I still missed Annie. And Sally. And I occasionally wondered what would have happened if my father had not destroyed the female companion he had promised me. We could have commiserated in our ugliness. But instead of a sister, he built a brother more monstrous than I. What if he’d inflicted his horror on a woman? It’s best that I am now an only child.

My father told me that I did not deserve someone to ease my suffering. I did not deserve anyone who might listen and offer a touch. I’d had more than two centuries of the universe demonstrating to me that even though Victor Frankenstein was more of a monster than I, though he had lied and manipulated, he had—that one time—told the truth.

Yet some part of me still hoped. Which part, I did not know. The spirits of the men from whom I was molded had long ago entered The Land of the Dead. But something remained. That hope wanted to set aside the self-loathing and the rage. And that hope fell fully, utterly in love.

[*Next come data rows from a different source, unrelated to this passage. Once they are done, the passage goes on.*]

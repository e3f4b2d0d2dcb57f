// src/common/storage.rs

use std::path::{Path, PathBuf};

use async_trait::async_trait;
use uuid::Uuid;

use crate::common::error::AppError;

pub const MAX_PHOTO_BYTES: usize = 5 * 1024 * 1024;
pub const PHOTO_EXTENSIONS: [&str; 5] = [".jpg", ".jpeg", ".png", ".gif", ".webp"];

/// Subpastas de `/uploads` servidas publicamente.
#[derive(Debug, Clone, Copy, PartialEq, Eq)]
pub enum UploadArea {
    Comprovantes,
    Vistorias,
}

impl UploadArea {
    pub fn dir_name(self) -> &'static str {
        match self {
            UploadArea::Comprovantes => "comprovantes",
            UploadArea::Vistorias => "vistorias",
        }
    }
}

#[derive(Debug, Clone)]
pub struct StoredFile {
    pub file_name: String,
    // Caminho público, ex: /uploads/vistorias/<uuid>.jpg
    pub public_path: String,
}

/// Extensão em minúsculas, com o ponto (".jpg"), ou vazia quando não há.
pub fn file_extension(file_name: &str) -> String {
    Path::new(file_name)
        .extension()
        .and_then(|ext| ext.to_str())
        .map(|ext| format!(".{}", ext.to_lowercase()))
        .unwrap_or_default()
}

/// Regras de foto de vistoria: arquivo presente, até 5 MB e extensão de imagem.
/// Devolve a extensão normalizada a ser usada no nome gerado.
pub fn validate_photo(file_name: Option<&str>, size: usize) -> Result<String, AppError> {
    if size == 0 {
        return Err(AppError::MissingFile);
    }
    if size > MAX_PHOTO_BYTES {
        return Err(AppError::FileTooLarge);
    }

    let extension = file_extension(file_name.unwrap_or_default());
    if !PHOTO_EXTENSIONS.contains(&extension.as_str()) {
        return Err(AppError::FileTypeNotAllowed);
    }

    Ok(extension)
}

#[async_trait]
pub trait FileStore: Send + Sync {
    /// Grava o conteúdo com um nome aleatório e devolve o caminho público.
    async fn save(&self, area: UploadArea, extension: &str, bytes: &[u8]) -> Result<StoredFile, AppError>;

    /// Remove um arquivo previamente gravado (usado quando o registro no banco falha).
    async fn remove(&self, stored: &StoredFile) -> Result<(), AppError>;
}

/// Armazenamento em disco sob `{web_root}/uploads/{area}`.
#[derive(Debug, Clone)]
pub struct LocalFileStore {
    web_root: PathBuf,
}

impl LocalFileStore {
    pub fn new(web_root: impl Into<PathBuf>) -> Self {
        Self {
            web_root: web_root.into(),
        }
    }

    pub fn uploads_dir(&self) -> PathBuf {
        self.web_root.join("uploads")
    }

    fn path_for(&self, area: UploadArea, file_name: &str) -> PathBuf {
        self.uploads_dir().join(area.dir_name()).join(file_name)
    }
}

#[async_trait]
impl FileStore for LocalFileStore {
    async fn save(&self, area: UploadArea, extension: &str, bytes: &[u8]) -> Result<StoredFile, AppError> {
        let folder = self.uploads_dir().join(area.dir_name());
        tokio::fs::create_dir_all(&folder).await?;

        let file_name = format!("{}{}", Uuid::new_v4(), extension);
        let path = folder.join(&file_name);

        tracing::debug!(path = %path.display(), size = bytes.len(), "Gravando upload");
        tokio::fs::write(&path, bytes).await?;

        Ok(StoredFile {
            public_path: format!("/uploads/{}/{}", area.dir_name(), file_name),
            file_name,
        })
    }

    async fn remove(&self, stored: &StoredFile) -> Result<(), AppError> {
        let area = if stored.public_path.starts_with("/uploads/comprovantes/") {
            UploadArea::Comprovantes
        } else {
            UploadArea::Vistorias
        };
        let path = self.path_for(area, &stored.file_name);

        match tokio::fs::remove_file(&path).await {
            Ok(()) => Ok(()),
            Err(e) if e.kind() == std::io::ErrorKind::NotFound => Ok(()),
            Err(e) => Err(e.into()),
        }
    }
}

#[cfg(test)]
mod tests {
    use super::*;

    #[test]
    fn extension_is_lowercased_with_dot() {
        assert_eq!(file_extension("FOTO.JPG"), ".jpg");
        assert_eq!(file_extension("sala.final.webp"), ".webp");
        assert_eq!(file_extension("sem_extensao"), "");
    }

    #[test]
    fn six_megabyte_photo_is_rejected_for_size() {
        let result = validate_photo(Some("sala.jpg"), 6 * 1024 * 1024);
        assert!(matches!(result, Err(AppError::FileTooLarge)));
    }

    #[test]
    fn bitmap_is_rejected_for_type() {
        let result = validate_photo(Some("sala.bmp"), 1024);
        assert!(matches!(result, Err(AppError::FileTypeNotAllowed)));
    }

    #[test]
    fn empty_upload_is_reported_as_missing() {
        assert!(matches!(validate_photo(Some("sala.jpg"), 0), Err(AppError::MissingFile)));
    }

    #[test]
    fn exactly_five_megabytes_is_accepted() {
        let ext = validate_photo(Some("Cozinha.PNG"), MAX_PHOTO_BYTES).unwrap();
        assert_eq!(ext, ".png");
    }

    #[tokio::test]
    async fn local_store_writes_under_uploads_and_removes() {
        let root = tempfile::tempdir().unwrap();
        let store = LocalFileStore::new(root.path());

        let stored = store.save(UploadArea::Vistorias, ".jpg", b"jpeg-bytes").await.unwrap();

        assert!(stored.public_path.starts_with("/uploads/vistorias/"));
        assert!(stored.file_name.ends_with(".jpg"));
        let on_disk = root.path().join("uploads/vistorias").join(&stored.file_name);
        assert_eq!(std::fs::read(&on_disk).unwrap(), b"jpeg-bytes");

        store.remove(&stored).await.unwrap();
        assert!(!on_disk.exists());
    }
}
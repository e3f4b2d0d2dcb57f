// src/db/contract_repo.rs

use sqlx::{Executor, PgPool, Postgres};
use uuid::Uuid;

use crate::{
    common::error::AppError,
    models::contract::{Contract, ContractPayload, ContractType, ContractWithProperty},
};

const CONTRACT_COLUMNS: &str = r#"
    c.id, c.kind, c.nome, c.locatario_nome, c.proprietario_nome, c.property_id,
    c.data_inicio, c.data_fim, c.valor_mensal, c.cpf, c.telefone, c.email, c.unidade,
    c.tipo_condomino, c.cargo, c.turno, c.data_admissao, c.created_at, c.updated_at
"#;

#[derive(Clone)]
pub struct ContractRepository {
    pool: PgPool,
}

impl ContractRepository {
    pub fn new(pool: PgPool) -> Self {
        Self { pool }
    }

    pub fn pool(&self) -> &PgPool {
        &self.pool
    }

    // Busca por nome do contrato ou bloco/número do imóvel vinculado
    pub async fn list<'e, E>(
        &self,
        executor: E,
        search: Option<&str>,
        kind: Option<ContractType>,
    ) -> Result<Vec<ContractWithProperty>, AppError>
    where
        E: Executor<'e, Database = Postgres>,
    {
        let pattern = search
            .map(str::trim)
            .filter(|s| !s.is_empty())
            .map(|s| format!("%{}%", s));

        let sql = format!(
            r#"
            SELECT {CONTRACT_COLUMNS},
                p.bloco AS property_bloco,
                p.numero AS property_numero
            FROM contracts c
            LEFT JOIN properties p ON p.id = c.property_id
            WHERE ($1::contract_type IS NULL OR c.kind = $1)
              AND (
                $2::text IS NULL
                OR c.nome ILIKE $2
                OR p.bloco ILIKE $2
                OR p.numero ILIKE $2
              )
            ORDER BY c.created_at DESC
            "#
        );

        let rows = sqlx::query_as::<_, ContractWithProperty>(&sql)
            .bind(kind)
            .bind(pattern)
            .fetch_all(executor)
            .await?;
        Ok(rows)
    }

    pub async fn find_by_id<'e, E>(&self, executor: E, id: Uuid) -> Result<Option<Contract>, AppError>
    where
        E: Executor<'e, Database = Postgres>,
    {
        let sql = format!("SELECT {CONTRACT_COLUMNS} FROM contracts c WHERE c.id = $1");
        let contract = sqlx::query_as::<_, Contract>(&sql)
            .bind(id)
            .fetch_optional(executor)
            .await?;
        Ok(contract)
    }

    // Contratos de vários imóveis de uma vez, na ordem de criação
    pub async fn list_for_properties<'e, E>(
        &self,
        executor: E,
        property_ids: &[Uuid],
    ) -> Result<Vec<Contract>, AppError>
    where
        E: Executor<'e, Database = Postgres>,
    {
        let sql = format!(
            r#"
            SELECT {CONTRACT_COLUMNS} FROM contracts c
            WHERE c.property_id = ANY($1)
            ORDER BY c.created_at
            "#
        );
        let contracts = sqlx::query_as::<_, Contract>(&sql)
            .bind(property_ids)
            .fetch_all(executor)
            .await?;
        Ok(contracts)
    }

    pub async fn create<'e, E>(
        &self,
        executor: E,
        kind: ContractType,
        payload: &ContractPayload,
    ) -> Result<Contract, AppError>
    where
        E: Executor<'e, Database = Postgres>,
    {
        let sql = format!(
            r#"
            WITH c AS (
                INSERT INTO contracts (
                    kind, nome, locatario_nome, proprietario_nome, property_id,
                    data_inicio, data_fim, valor_mensal, cpf, telefone, email, unidade,
                    tipo_condomino, cargo, turno, data_admissao
                )
                VALUES ($1, $2, $3, $4, $5, $6, $7, $8, $9, $10, $11, $12, $13, $14, $15, $16)
                RETURNING *
            )
            SELECT {CONTRACT_COLUMNS} FROM c
            "#
        );
        let contract = bind_fields(sqlx::query_as::<_, Contract>(&sql).bind(kind), payload)
            .fetch_one(executor)
            .await?;
        Ok(contract)
    }

    pub async fn update<'e, E>(
        &self,
        executor: E,
        id: Uuid,
        kind: ContractType,
        payload: &ContractPayload,
    ) -> Result<Option<Contract>, AppError>
    where
        E: Executor<'e, Database = Postgres>,
    {
        let sql = format!(
            r#"
            WITH c AS (
                UPDATE contracts SET
                    kind = $1, nome = $2, locatario_nome = $3, proprietario_nome = $4,
                    property_id = $5, data_inicio = $6, data_fim = $7, valor_mensal = $8,
                    cpf = $9, telefone = $10, email = $11, unidade = $12,
                    tipo_condomino = $13, cargo = $14, turno = $15, data_admissao = $16,
                    updated_at = now()
                WHERE id = $17
                RETURNING *
            )
            SELECT {CONTRACT_COLUMNS} FROM c
            "#
        );
        let contract = bind_fields(sqlx::query_as::<_, Contract>(&sql).bind(kind), payload)
            .bind(id)
            .fetch_optional(executor)
            .await?;
        Ok(contract)
    }

    pub async fn delete<'e, E>(&self, executor: E, id: Uuid) -> Result<bool, AppError>
    where
        E: Executor<'e, Database = Postgres>,
    {
        let result = sqlx::query("DELETE FROM contracts WHERE id = $1")
            .bind(id)
            .execute(executor)
            .await?;
        Ok(result.rows_affected() > 0)
    }
}

type ContractQuery<'q> = sqlx::query::QueryAs<'q, Postgres, Contract, sqlx::postgres::PgArguments>;

// Parâmetros $2..$16, comuns ao INSERT e ao UPDATE
fn bind_fields<'q>(query: ContractQuery<'q>, p: &'q ContractPayload) -> ContractQuery<'q> {
    query
        .bind(p.nome.trim())
        .bind(&p.locatario_nome)
        .bind(&p.proprietario_nome)
        .bind(p.property_id)
        .bind(p.data_inicio)
        .bind(p.data_fim)
        .bind(p.valor_mensal)
        .bind(&p.cpf)
        .bind(&p.telefone)
        .bind(&p.email)
        .bind(&p.unidade)
        .bind(&p.tipo_condomino)
        .bind(&p.cargo)
        .bind(&p.turno)
        .bind(p.data_admissao)
}
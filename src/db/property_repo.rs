// src/db/property_repo.rs

use sqlx::{Executor, PgPool, Postgres};
use uuid::Uuid;

use crate::{
    common::error::AppError,
    models::property::{Occupancy, Property, PropertyOption, PropertyRecord},
};

const PROPERTY_COLUMNS: &str = r#"
    id, bloco, numero, tipo_imovel, occupancy, area,
    owner_user_id, owner_name, owner_ref, created_at, updated_at
"#;

#[derive(Clone)]
pub struct PropertyRepository {
    pool: PgPool,
}

impl PropertyRepository {
    pub fn new(pool: PgPool) -> Self {
        Self { pool }
    }

    pub fn pool(&self) -> &PgPool {
        &self.pool
    }

    // Mais recentes primeiro; o filtro de texto é aplicado depois, sobre o nome resolvido
    pub async fn list<'e, E>(&self, executor: E, status: Option<Occupancy>) -> Result<Vec<Property>, AppError>
    where
        E: Executor<'e, Database = Postgres>,
    {
        let sql = format!(
            r#"
            SELECT {PROPERTY_COLUMNS} FROM properties
            WHERE ($1::occupancy_type IS NULL OR occupancy = $1)
            ORDER BY created_at DESC
            "#
        );
        let properties = sqlx::query_as::<_, Property>(&sql)
            .bind(status)
            .fetch_all(executor)
            .await?;
        Ok(properties)
    }

    pub async fn find_by_id<'e, E>(&self, executor: E, id: Uuid) -> Result<Option<Property>, AppError>
    where
        E: Executor<'e, Database = Postgres>,
    {
        let sql = format!("SELECT {PROPERTY_COLUMNS} FROM properties WHERE id = $1");
        let property = sqlx::query_as::<_, Property>(&sql)
            .bind(id)
            .fetch_optional(executor)
            .await?;
        Ok(property)
    }

    pub async fn exists<'e, E>(&self, executor: E, id: Uuid) -> Result<bool, AppError>
    where
        E: Executor<'e, Database = Postgres>,
    {
        let found = sqlx::query_scalar::<_, bool>("SELECT EXISTS(SELECT 1 FROM properties WHERE id = $1)")
            .bind(id)
            .fetch_one(executor)
            .await?;
        Ok(found)
    }

    pub async fn create<'e, E>(&self, executor: E, record: &PropertyRecord) -> Result<Property, AppError>
    where
        E: Executor<'e, Database = Postgres>,
    {
        let sql = format!(
            r#"
            INSERT INTO properties (
                bloco, numero, tipo_imovel, occupancy, area, owner_user_id, owner_name, owner_ref
            )
            VALUES ($1, $2, $3, $4, $5, $6, $7, $8)
            RETURNING {PROPERTY_COLUMNS}
            "#
        );
        let property = sqlx::query_as::<_, Property>(&sql)
            .bind(&record.bloco)
            .bind(&record.numero)
            .bind(&record.tipo_imovel)
            .bind(record.occupancy)
            .bind(record.area)
            .bind(record.owner_user_id)
            .bind(&record.owner_name)
            .bind(&record.owner_ref)
            .fetch_one(executor)
            .await?;
        Ok(property)
    }

    pub async fn update<'e, E>(
        &self,
        executor: E,
        id: Uuid,
        record: &PropertyRecord,
    ) -> Result<Option<Property>, AppError>
    where
        E: Executor<'e, Database = Postgres>,
    {
        let sql = format!(
            r#"
            UPDATE properties SET
                bloco = $2, numero = $3, tipo_imovel = $4, occupancy = $5, area = $6,
                owner_user_id = $7, owner_name = $8, owner_ref = $9, updated_at = now()
            WHERE id = $1
            RETURNING {PROPERTY_COLUMNS}
            "#
        );
        let property = sqlx::query_as::<_, Property>(&sql)
            .bind(id)
            .bind(&record.bloco)
            .bind(&record.numero)
            .bind(&record.tipo_imovel)
            .bind(record.occupancy)
            .bind(record.area)
            .bind(record.owner_user_id)
            .bind(&record.owner_name)
            .bind(&record.owner_ref)
            .fetch_optional(executor)
            .await?;
        Ok(property)
    }

    pub async fn update_occupancy<'e, E>(
        &self,
        executor: E,
        id: Uuid,
        occupancy: Occupancy,
    ) -> Result<Option<Property>, AppError>
    where
        E: Executor<'e, Database = Postgres>,
    {
        let sql = format!(
            r#"
            UPDATE properties SET occupancy = $2, updated_at = now()
            WHERE id = $1
            RETURNING {PROPERTY_COLUMNS}
            "#
        );
        let property = sqlx::query_as::<_, Property>(&sql)
            .bind(id)
            .bind(occupancy)
            .fetch_optional(executor)
            .await?;
        Ok(property)
    }

    // Contratos ou vistorias que ainda apontam para o imóvel
    pub async fn is_referenced<'e, E>(&self, executor: E, id: Uuid) -> Result<bool, AppError>
    where
        E: Executor<'e, Database = Postgres>,
    {
        let referenced = sqlx::query_scalar::<_, bool>(
            r#"
            SELECT EXISTS(SELECT 1 FROM contracts WHERE property_id = $1)
                OR EXISTS(SELECT 1 FROM notices WHERE property_id = $1)
            "#,
        )
        .bind(id)
        .fetch_one(executor)
        .await?;
        Ok(referenced)
    }

    // A FK é RESTRICT: uma referência criada em paralelo também vira PropertyInUse
    pub async fn delete<'e, E>(&self, executor: E, id: Uuid) -> Result<bool, AppError>
    where
        E: Executor<'e, Database = Postgres>,
    {
        let result = sqlx::query("DELETE FROM properties WHERE id = $1")
            .bind(id)
            .execute(executor)
            .await
            .map_err(|e| {
                if let sqlx::Error::Database(db_err) = &e {
                    if db_err.is_foreign_key_violation() {
                        return AppError::PropertyInUse;
                    }
                }
                e.into()
            })?;
        Ok(result.rows_affected() > 0)
    }

    pub async fn list_options<'e, E>(&self, executor: E) -> Result<Vec<PropertyOption>, AppError>
    where
        E: Executor<'e, Database = Postgres>,
    {
        let options = sqlx::query_as::<_, PropertyOption>(
            "SELECT id, bloco, numero FROM properties ORDER BY numero, bloco",
        )
        .fetch_all(executor)
        .await?;
        Ok(options)
    }
}
pub mod user_repo;
pub use user_repo::UserRepository;
pub mod property_repo;
pub use property_repo::PropertyRepository;
pub mod contract_repo;
pub use contract_repo::ContractRepository;
pub mod payment_repo;
pub use payment_repo::PaymentRepository;
pub mod notice_repo;
pub use notice_repo::NoticeRepository;
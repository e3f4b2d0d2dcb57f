// src/handlers/upload_form.rs

use std::collections::HashMap;

use axum::{
    extract::{multipart::MultipartError, Multipart},
    http::StatusCode,
};
use uuid::Uuid;

use crate::common::error::AppError;

// Corpo acima do limite da rota chega aqui como erro de leitura do stream
fn multipart_error(e: MultipartError) -> AppError {
    if e.status() == StatusCode::PAYLOAD_TOO_LARGE {
        AppError::FileTooLarge
    } else {
        AppError::InvalidMultipart(e.body_text())
    }
}

#[derive(Debug, Default)]
pub struct UploadedFile {
    pub file_name: Option<String>,
    pub bytes: Vec<u8>,
}

/// Formulário multipart lido por inteiro: campos de texto e um único arquivo.
#[derive(Debug, Default)]
pub struct UploadForm {
    fields: HashMap<String, String>,
    file: Option<UploadedFile>,
}

impl UploadForm {
    pub async fn read(mut multipart: Multipart, file_field: &str) -> Result<Self, AppError> {
        let mut form = Self::default();

        while let Some(field) = multipart
            .next_field()
            .await
            .map_err(multipart_error)?
        {
            let name = field.name().unwrap_or_default().to_string();

            if name == file_field {
                let file_name = field.file_name().map(str::to_string);
                let bytes = field
                    .bytes()
                    .await
                    .map_err(multipart_error)?;
                form.file = Some(UploadedFile {
                    file_name,
                    bytes: bytes.to_vec(),
                });
            } else {
                let value = field.text().await.map_err(multipart_error)?;
                form.fields.insert(name, value);
            }
        }

        Ok(form)
    }

    pub fn text(&self, name: &str) -> Option<&str> {
        self.fields
            .get(name)
            .map(|v| v.trim())
            .filter(|v| !v.is_empty())
    }

    // Campo opcional; vazio conta como ausente
    pub fn uuid(&self, name: &str) -> Result<Option<Uuid>, AppError> {
        self.text(name)
            .map(|raw| {
                Uuid::parse_str(raw).map_err(|_| AppError::InvalidField(name.to_string()))
            })
            .transpose()
    }

    pub fn required_uuid(&self, name: &str) -> Result<Uuid, AppError> {
        self.uuid(name)?
            .ok_or_else(|| AppError::MissingField(name.to_string()))
    }

    /// Arquivo enviado; ausente vira um arquivo vazio para a validação decidir.
    pub fn take_file(&mut self) -> UploadedFile {
        self.file.take().unwrap_or_default()
    }
}
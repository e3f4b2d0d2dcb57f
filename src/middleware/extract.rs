// src/middleware/extract.rs

use axum::{
    extract::{FromRef, FromRequest, FromRequestParts, Multipart, OptionalFromRequest, Path, Query, Request},
    http::request::Parts,
    Json,
};
use serde::de::DeserializeOwned;

use crate::{
    common::error::{ApiError, AppError},
    config::AppState,
    middleware::i18n::Locale,
};

// Versões dos extratores do axum cuja rejeição sai no formato de erro da API,
// traduzida pelo Accept-Language da requisição.

fn reject<S>(locale: &Locale, state: &S, err: AppError) -> ApiError
where
    AppState: FromRef<S>,
{
    let app_state = AppState::from_ref(state);
    err.to_api_error(locale, &app_state.i18n_store)
}

/// Corpo JSON.
#[derive(Debug, Clone, Copy, Default)]
pub struct ApiJson<T>(pub T);

impl<T, S> FromRequest<S> for ApiJson<T>
where
    T: DeserializeOwned,
    S: Send + Sync,
    AppState: FromRef<S>,
{
    type Rejection = ApiError;

    async fn from_request(req: Request, state: &S) -> Result<Self, Self::Rejection> {
        let locale = Locale::from_headers(req.headers());
        match <Json<T> as FromRequest<S>>::from_request(req, state).await {
            Ok(Json(value)) => Ok(ApiJson(value)),
            Err(rejection) => Err(reject(&locale, state, AppError::InvalidBody(rejection.body_text()))),
        }
    }
}

// Sem Content-Type o corpo é None; com Content-Type errado ou JSON malformado é erro
impl<T, S> OptionalFromRequest<S> for ApiJson<T>
where
    T: DeserializeOwned,
    S: Send + Sync,
    AppState: FromRef<S>,
{
    type Rejection = ApiError;

    async fn from_request(req: Request, state: &S) -> Result<Option<Self>, Self::Rejection> {
        let locale = Locale::from_headers(req.headers());
        match <Json<T> as OptionalFromRequest<S>>::from_request(req, state).await {
            Ok(value) => Ok(value.map(|Json(value)| ApiJson(value))),
            Err(rejection) => Err(reject(&locale, state, AppError::InvalidBody(rejection.body_text()))),
        }
    }
}

/// Parâmetros de rota, como o `{id}` das URLs.
#[derive(Debug, Clone, Copy)]
pub struct ApiPath<T>(pub T);

impl<T, S> FromRequestParts<S> for ApiPath<T>
where
    T: DeserializeOwned + Send,
    S: Send + Sync,
    AppState: FromRef<S>,
{
    type Rejection = ApiError;

    async fn from_request_parts(parts: &mut Parts, state: &S) -> Result<Self, Self::Rejection> {
        match Path::<T>::from_request_parts(parts, state).await {
            Ok(Path(value)) => Ok(ApiPath(value)),
            Err(rejection) => {
                let locale = Locale::from_headers(&parts.headers);
                Err(reject(&locale, state, AppError::InvalidPathParam(rejection.body_text())))
            }
        }
    }
}

/// Query string.
#[derive(Debug, Clone, Default)]
pub struct ApiQuery<T>(pub T);

impl<T, S> FromRequestParts<S> for ApiQuery<T>
where
    T: DeserializeOwned,
    S: Send + Sync,
    AppState: FromRef<S>,
{
    type Rejection = ApiError;

    async fn from_request_parts(parts: &mut Parts, state: &S) -> Result<Self, Self::Rejection> {
        match Query::<T>::from_request_parts(parts, state).await {
            Ok(Query(value)) => Ok(ApiQuery(value)),
            Err(rejection) => {
                let locale = Locale::from_headers(&parts.headers);
                Err(reject(&locale, state, AppError::InvalidQuery(rejection.body_text())))
            }
        }
    }
}

/// Formulário multipart; o conteúdo é lido depois por `UploadForm`.
pub struct ApiMultipart(pub Multipart);

impl<S> FromRequest<S> for ApiMultipart
where
    S: Send + Sync,
    AppState: FromRef<S>,
{
    type Rejection = ApiError;

    async fn from_request(req: Request, state: &S) -> Result<Self, Self::Rejection> {
        let locale = Locale::from_headers(req.headers());
        match <Multipart as FromRequest<S>>::from_request(req, state).await {
            Ok(multipart) => Ok(ApiMultipart(multipart)),
            Err(rejection) => Err(reject(&locale, state, AppError::InvalidMultipart(rejection.body_text()))),
        }
    }
}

I am not a fool. Falling in love is simply the discovery of connection. Staying in love is the motion of life. Motion takes work. It takes sacrifice, the kind and quantity of which is determined by the quality of that initial fall. Yet I hope.

When Ellie Jones wrapped her arms around my ice-cold neck, when she cried against my shoulder in the frozen blizzard winds, when she whispered “You’re here,” that hope blossomed into need. We had common ground in sacrifice, Ellie and I. We had common ground in loneliness. We had each other.

And I would fight every mundane and magical on Earth to keep her safe.